Ping statistics for 192.168.1.250:

    Packets: Sent = 4, Received = 4, Lost = 0 (0% loss),

Approximate round trip times in milli-seconds:

    Minimum = 0ms, Maximum = 0ms, Average = 0ms

The DHCP tab is nice as it shows the amount of IP's used and the uplink tab also gives some "nice to know information".

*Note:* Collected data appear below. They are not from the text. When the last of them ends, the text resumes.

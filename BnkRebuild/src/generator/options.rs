//! Generator options
//!
//! Options can be built in code or read from a TOML file:
//!
//! ```toml
//! generate_unused = false
//! parallel = true
//!
//! [[params]]
//! type = "state"
//! group = 1234
//! value = 5678
//! ```

use std::path::Path;

use serde::{Deserialize, Serialize};

use crate::error::Result;
use crate::output::{GameSync, GameSyncParams};

/// What the [`Generator`](super::Generator) renders and how.
#[derive(Debug, Clone, PartialEq, Eq, Serialize, Deserialize)]
#[serde(default)]
pub struct GeneratorOptions {
    /// Render objects no event reaches.
    pub generate_unused: bool,

    /// Render transition segments of music switches.
    pub generate_transitions: bool,

    /// Render the segments of stingers found under each root.
    pub generate_stingers: bool,

    /// Render once per alternative game sync combination.
    /// When false only the first, unresolved render is kept.
    pub expand_alternatives: bool,

    /// Fixed game sync context. When set only this context is rendered.
    #[serde(skip_serializing_if = "Option::is_none")]
    pub params: Option<Vec<GameSync>>,

    /// One session per root on the rayon pool.
    /// Unused and transition passes need a shared session and are skipped.
    pub parallel: bool,
}

impl Default for GeneratorOptions {
    fn default() -> Self {
        Self {
            generate_unused: true,
            generate_transitions: true,
            generate_stingers: true,
            expand_alternatives: true,
            params: None,
            parallel: false,
        }
    }
}

impl GeneratorOptions {
    /// Options with every pass enabled.
    #[must_use]
    pub fn new() -> Self {
        Self::default()
    }

    #[must_use]
    pub fn with_unused(mut self, enabled: bool) -> Self {
        self.generate_unused = enabled;
        self
    }

    #[must_use]
    pub fn with_transitions(mut self, enabled: bool) -> Self {
        self.generate_transitions = enabled;
        self
    }

    #[must_use]
    pub fn with_stingers(mut self, enabled: bool) -> Self {
        self.generate_stingers = enabled;
        self
    }

    #[must_use]
    pub fn with_expand_alternatives(mut self, enabled: bool) -> Self {
        self.expand_alternatives = enabled;
        self
    }

    #[must_use]
    pub fn with_params(mut self, params: Vec<GameSync>) -> Self {
        self.params = Some(params);
        self
    }

    #[must_use]
    pub fn with_parallel(mut self, enabled: bool) -> Self {
        self.parallel = enabled;
        self
    }

    /// Parse options from TOML text. Missing keys keep their defaults.
    pub fn from_toml_str(content: &str) -> Result<Self> {
        Ok(toml::from_str(content)?)
    }

    /// Load options from a TOML file.
    pub fn load<P: AsRef<Path>>(path: P) -> Result<Self> {
        let content = std::fs::read_to_string(path)?;
        Self::from_toml_str(&content)
    }

    /// Context of the first render of each root.
    pub(crate) fn base_params(&self) -> GameSyncParams {
        self.params
            .as_deref()
            .map(GameSyncParams::from_combo)
            .unwrap_or_default()
    }
}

There are a lot of features I would like to play with but it looks like I would need multiple mx appliances, such as setting up the firewall rules, and VPN, it looks like it would be easy to do and setup.

Firewall:

VPN (Site 2 Site)

VPN Client

The Meraki MX comes with the typical router features such as URL allow/deny listing, content filtering, traffic shaping (with some nice defaults), but also has some nice integrations having quick access the the WiFi Splash page, VPN, threat detection (and Cisco Umbrella or use to be known as OpenDNS) and intrusion detection.  In my opinion this would be great to have if your a smaller business or franchise with lots of locations, a service management company, or an organization you are looking to reduce the load of your IT staff and/or your staff are not technically inclined and/or have a limited experience with routing, setting up VPN servers or are very familiar with firewalls with different VPNs.  In my lab this was very easy to setup, and get working, I find there is more power with PFSense, and this would be fantastic solution if your going all in.  That is the thing though you have to go all in on Meraki.  Depending on your budget, and what your organization is wanting to do it can be quite the asset.